In questi ultimi anni, le evidenze scientifiche a sostegno di una relazione fra il microbiota umano (popolarmente si parla di flora batterica intestinale) e varie malattie sono significativamente aumentate; questa tendenza riguarda anche patologie a carico del sistema nervoso (le cosiddette malattie neurologiche); questo ha dato origine al concetto del cosiddetto asse intestino-cervello (ovvero l’interazione fra il microbiota intestinale e il sistema nervoso centrale) e all’idea, per quanto possa apparire strana, che esista una relazione fra il microbiota e alcune malattie neurologiche le cui cause non sono state ancora definite con certezza.
Una recente ricerca, pubblicata su Neurología (la rivista ufficiale della Sociedad Española de Neurología) e condotta da Castillo-Álvarez e Marzo-Sola, ha preso in esame il ruolo del microbiota umano nell’asse intestino cervello e ha analizzato quelle patologie neurologiche nelle quali sono state descritte alterazioni del microbiota umano a seguito di studi effettuati su soggetti umani.

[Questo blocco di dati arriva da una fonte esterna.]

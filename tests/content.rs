use speed_reader::{clean_title, extract_text};

fn page(head: &str, body: &str) -> String {
    format!(
        r#"<html xmlns="http://www.w3.org/1999/xhtml"><head>{head}</head><body>{body}</body></html>"#
    )
}

fn title_of(head: &str, body: &str) -> Option<String> {
    extract_text(&page(head, body)).title
}

#[test]
fn meta_title_comes_first() {
    let head = r#"<title>Doc Title</title><meta name="title" content="  Meta Title "/>"#;
    assert_eq!(title_of(head, "<h1>Heading</h1>").as_deref(), Some("Meta Title"));

    let head = r#"<meta property="dc:title" content="Dublin Core"/>"#;
    assert_eq!(title_of(head, "<h1>Heading</h1>").as_deref(), Some("Dublin Core"));
}

#[test]
fn first_heading_like_element_wins_over_title_tag() {
    assert_eq!(
        title_of("<title>Doc Title</title>", "<p>intro.</p><h2>Second Level</h2><h1>Top</h1>")
            .as_deref(),
        Some("Second Level")
    );
    assert_eq!(
        title_of(
            "<title>Doc Title</title>",
            r#"<div class="calibre_chapter-head">The Storm</div><h1>Later</h1>"#
        )
        .as_deref(),
        Some("The Storm")
    );
}

#[test]
fn overlong_or_empty_headings_are_passed_over() {
    let long = "x".repeat(200);
    let body = format!("<h1>{long}</h1><h2>   </h2><h3>Fits</h3>");
    assert_eq!(title_of("", &body).as_deref(), Some("Fits"));
}

#[test]
fn title_tag_before_paragraph_guess() {
    assert_eq!(
        title_of("<title> The Title </title>", "<p>A Short Line</p>").as_deref(),
        Some("The Title")
    );
}

#[test]
fn short_paragraph_without_period_is_a_title_guess() {
    let body = "<p>Hi</p><p>A full sentence.</p><div>Into the Woods</div><p>More</p>";
    assert_eq!(title_of("", body).as_deref(), Some("Into the Woods"));
}

#[test]
fn no_candidate_means_no_title() {
    assert_eq!(title_of("", "<p>Only sentences here.</p>"), None);
    // Cleaning can empty a title too.
    assert_eq!(title_of("", "<h1>Chapter 7</h1><p>Text.</p>"), None);
}

#[test]
fn title_cleanup() {
    assert_eq!(clean_title("12. The Return"), "The Return");
    assert_eq!(clean_title("Chapter 3 The Storm"), "The Storm");
    assert_eq!(clean_title("CHAPTER 10: Dawn"), ": Dawn");
    assert_eq!(clean_title("section 2 Methods"), "Methods");
    assert_eq!(clean_title("Chapter One"), "Chapter One");
    assert_eq!(clean_title("Sections of the Heart"), "Sections of the Heart");
    assert_eq!(clean_title("1. Chapter 1 Origins"), "Origins");
}

#[test]
fn body_text_skips_script_and_style() {
    let extracted = extract_text(&page(
        "<title>T</title><style>body { margin: 0 }</style>",
        "<h1>Head</h1><script>alert('x')</script><p>Visible <em>text</em> here.</p><style>.a{}</style>",
    ));
    assert_eq!(extracted.content, "HeadVisible text here.");
}

#[test]
fn document_without_body_uses_root_text() {
    let extracted = extract_text("<section><p>loose text</p></section>");
    assert_eq!(extracted.content, "loose text");
}

#[test]
fn html_named_entities_are_decoded() {
    let extracted = extract_text(&page(
        "",
        "<p>Sm&oslash;rrebr&oslash;d, &frac12; &aring;r &oelig;uvre&hellip;</p>",
    ));
    assert_eq!(
        extracted.content,
        "Sm\u{f8}rrebr\u{f8}d, \u{bd} \u{e5}r \u{153}uvre\u{2026}"
    );
}

#[test]
fn markup_that_is_not_xml_still_yields_text() {
    let extracted = extract_text("<html><body><p>unclosed<p>next <b>bold</body>");
    assert_eq!(extracted.content, "unclosednext bold");

    let extracted = extract_text("<h2>Loose Heading</h2><p>body<br>text & more");
    assert_eq!(extracted.title.as_deref(), Some("Loose Heading"));
}

#[test]
fn line_breaks_separate_words() {
    let extracted = extract_text(&page("", "first line<br>second line<br/>third"));
    assert_eq!(extracted.content, "first line\nsecond line\nthird");
}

Dalla ricerca è emerso che vi sono molti studi particolarmente interessanti che hanno messo in evidenza un collegamento tra il microbiota umano e sclerosi multipla, morbo di Parkinson, malattia di Alzheimer e neuromielite ottica (una malattia che solitamente interessa gli occhi e il midollo spinale; un tempo era considerata una variante della sclerosi multipla). Più controversi, invece, sembrano gli studi che mettono in relazione il microbiota intestinale con la SLA (sclerosi laterale amiotrofica).
Molti degli studi presi in considerazione puntano l’attenzione sulla modulazione dell’infiammazione, in particolar modo da parte di quei microrganismi che sono in grado di produrre acidi grassi a catena corta.
I risultati della ricerca sono sicuramente interessanti e incoraggianti, ma sono ancora molte le domande che non hanno sufficienti risposte relativamente al rapporto causale fra alterazioni del microbiota e malattie, al ruolo di funghi e virus e su come si possano mettere in atto terapie attraverso il regime alimentare, l’impiego di probiotici o il trapianto di microbiota fecale.